> **Extracted entries**
──────────

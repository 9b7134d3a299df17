//! Catalog Store Module
//!
//! Two-tier catalog cache: a fresh in-memory snapshot wins, then a fresh
//! persisted snapshot, then a full sequential walk of the upstream pages.

use std::sync::Arc;

use serde_json::Value;
use tokio::sync::{Mutex, RwLock};
use tracing::{debug, info, warn};

use crate::catalog::{
    CacheStats, CatalogEntry, CatalogSource, Clock, FileSessionStore, Product, SessionStore,
    SystemClock, WooCatalogSource, DEFAULT_TTL_MS, MAX_UPSTREAM_PAGE_SIZE, SESSION_CACHE_KEY,
};
use crate::config::Config;
use crate::error::Result;

/// Mutable part of the cache, guarded by one lock.
#[derive(Debug, Default)]
struct CacheState {
    /// Most recently completed snapshot
    entry: Option<CatalogEntry>,
    stats: CacheStats,
}

// == Product Catalog Cache ==
/// Serves the full normalized catalog with minimal redundant network traffic.
///
/// Only one refresh runs at a time; callers that queue behind it reuse its
/// snapshot. A snapshot is installed only after every page has arrived, so a
/// failed or abandoned refresh leaves the previous snapshot in place.
pub struct ProductCatalogCache {
    source: Arc<dyn CatalogSource>,
    session: Arc<dyn SessionStore>,
    clock: Arc<dyn Clock>,
    state: RwLock<CacheState>,
    /// Held for the duration of a refresh
    refresh_lock: Mutex<()>,
    ttl_ms: u64,
    per_page: u32,
}

impl ProductCatalogCache {
    // == Constructor ==
    /// Creates a cache with the default TTL and page size.
    pub fn new(
        source: Arc<dyn CatalogSource>,
        session: Arc<dyn SessionStore>,
        clock: Arc<dyn Clock>,
    ) -> Self {
        Self {
            source,
            session,
            clock,
            state: RwLock::new(CacheState::default()),
            refresh_lock: Mutex::new(()),
            ttl_ms: DEFAULT_TTL_MS,
            per_page: MAX_UPSTREAM_PAGE_SIZE,
        }
    }

    /// Creates a cache against the configured catalog API, persisting to
    /// the configured session directory.
    pub fn from_config(config: &Config) -> Result<Self> {
        let source = WooCatalogSource::from_config(config)?;
        let session = FileSessionStore::new(config.session_cache_dir.clone());

        Ok(Self::new(Arc::new(source), Arc::new(session), Arc::new(SystemClock))
            .with_ttl_ms(config.cache_ttl * 1000)
            .with_per_page(config.per_page))
    }

    pub fn with_ttl_ms(mut self, ttl_ms: u64) -> Self {
        self.ttl_ms = ttl_ms;
        self
    }

    /// Sets the upstream page size, clamped to what the API accepts.
    pub fn with_per_page(mut self, per_page: u32) -> Self {
        self.per_page = per_page.clamp(1, MAX_UPSTREAM_PAGE_SIZE);
        self
    }

    // == Get Catalog ==
    /// Returns the full catalog.
    ///
    /// Either every upstream page is returned or an error is raised; callers
    /// never see a partial walk.
    pub async fn get_catalog(&self) -> Result<Arc<Vec<Product>>> {
        if let Some(data) = self.memory_lookup().await {
            return Ok(data);
        }

        let _refresh = self.refresh_lock.lock().await;

        // Whoever held the lock before us may have just refreshed
        if let Some(data) = self.memory_lookup().await {
            return Ok(data);
        }

        if let Some(data) = self.session_lookup().await {
            return Ok(data);
        }

        self.refresh().await
    }

    // == Force Refresh ==
    /// Walks the upstream pages regardless of freshness. On failure the
    /// current snapshot in both tiers is left untouched.
    pub async fn force_refresh(&self) -> Result<Arc<Vec<Product>>> {
        let _refresh = self.refresh_lock.lock().await;
        self.refresh().await
    }

    // == Last Snapshot ==
    /// Most recent completed snapshot regardless of freshness, for showing
    /// prior data after a failed refresh.
    pub async fn last_snapshot(&self) -> Option<CatalogEntry> {
        if let Some(entry) = self.state.read().await.entry.clone() {
            return Some(entry);
        }

        match self.session.get(SESSION_CACHE_KEY).await {
            Ok(Some(raw)) => CatalogEntry::from_persisted(&raw).ok(),
            _ => None,
        }
    }

    // == Invalidate ==
    /// Drops both tiers so the next request goes to the network.
    pub async fn invalidate(&self) {
        let _refresh = self.refresh_lock.lock().await;
        let removed = self.session.remove(SESSION_CACHE_KEY).await;

        let mut state = self.state.write().await;
        state.entry = None;
        state.stats.set_total_products(0);

        if let Err(e) = removed {
            warn!("Failed to clear persisted catalog: {}", e);
            state.stats.record_session_write_error();
        }
        info!("Catalog cache invalidated");
    }

    // == Stats ==
    /// Returns current cache statistics.
    pub async fn stats(&self) -> CacheStats {
        self.state.read().await.stats.clone()
    }

    // == Tier Lookups ==
    async fn memory_lookup(&self) -> Option<Arc<Vec<Product>>> {
        let now = self.clock.now_ms();
        let mut state = self.state.write().await;

        let entry = state
            .entry
            .as_ref()
            .filter(|entry| entry.is_fresh(now, self.ttl_ms))?;
        let data = Arc::clone(&entry.data);
        debug!(
            "Catalog served from memory ({} ms until stale)",
            entry.ttl_remaining_ms(now, self.ttl_ms)
        );

        state.stats.record_memory_hit();
        Some(data)
    }

    async fn session_lookup(&self) -> Option<Arc<Vec<Product>>> {
        let now = self.clock.now_ms();

        let parsed = match self.session.get(SESSION_CACHE_KEY).await {
            Ok(raw) => raw.map(|r| CatalogEntry::from_persisted(&r)).transpose(),
            Err(e) => Err(e),
        };

        let entry = match parsed {
            Ok(Some(entry)) => entry,
            Ok(None) => return None,
            Err(e) => {
                warn!("Ignoring persisted catalog: {}", e);
                self.state.write().await.stats.record_session_read_error();
                return None;
            }
        };

        if !entry.is_fresh(now, self.ttl_ms) {
            debug!("Persisted catalog is stale");
            return None;
        }

        let data = Arc::clone(&entry.data);
        let mut state = self.state.write().await;
        state.stats.record_session_hit();
        state.stats.set_total_products(data.len());
        state.entry = Some(entry);
        debug!("Catalog promoted from session store");
        Some(data)
    }

    // == Refresh ==
    /// Callers hold `refresh_lock`.
    async fn refresh(&self) -> Result<Arc<Vec<Product>>> {
        info!("Fetching full catalog from upstream");

        let mut pages = 0;
        let records = match self.fetch_all_pages(&mut pages).await {
            Ok(records) => records,
            Err(e) => {
                warn!("Catalog fetch failed after {} page(s): {}", pages, e);
                self.state.write().await.stats.record_fetch_failure(pages);
                return Err(e);
            }
        };

        let total_records = records.len();
        let products: Vec<Product> = records.iter().filter_map(Product::from_record).collect();
        if products.len() < total_records {
            warn!(
                "Skipped {} catalog record(s) without a usable id",
                total_records - products.len()
            );
        }

        let entry = CatalogEntry::new(products, self.clock.now_ms());
        let persisted = match entry.to_persisted() {
            Ok(raw) => self.session.set(SESSION_CACHE_KEY, &raw).await,
            Err(e) => Err(e),
        };
        if let Err(e) = &persisted {
            warn!("Skipping catalog persistence: {}", e);
        }

        let data = Arc::clone(&entry.data);
        let mut state = self.state.write().await;
        if persisted.is_err() {
            state.stats.record_session_write_error();
        }
        state.stats.record_fetch(pages);
        state.stats.set_total_products(data.len());
        state.entry = Some(entry);

        info!("Fetched {} products across {} page(s)", data.len(), pages);
        Ok(data)
    }

    /// Requests pages 1..=N in order, where N is the page count advertised
    /// by the most recent response. `pages` counts requests made so far.
    async fn fetch_all_pages(&self, pages: &mut u32) -> Result<Vec<Value>> {
        let mut records = Vec::new();
        let mut advertised_items = None;
        let mut page = 1;

        loop {
            *pages += 1;
            let batch = self.source.fetch_page(page, self.per_page).await?;
            records.extend(batch.records);
            advertised_items = batch.total_items.or(advertised_items);

            if page >= batch.total_pages {
                break;
            }
            page += 1;
        }

        // The catalog can change between page requests
        if let Some(expected) = advertised_items {
            if expected != records.len() as u64 {
                warn!(
                    "Catalog advertised {} item(s) but the walk returned {}",
                    expected,
                    records.len()
                );
            }
        }

        Ok(records)
    }
}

──────────

> **What is being asked**
In these entries, please give the number of lines holding the string "Result" and nothing more.

> **Answer space**
6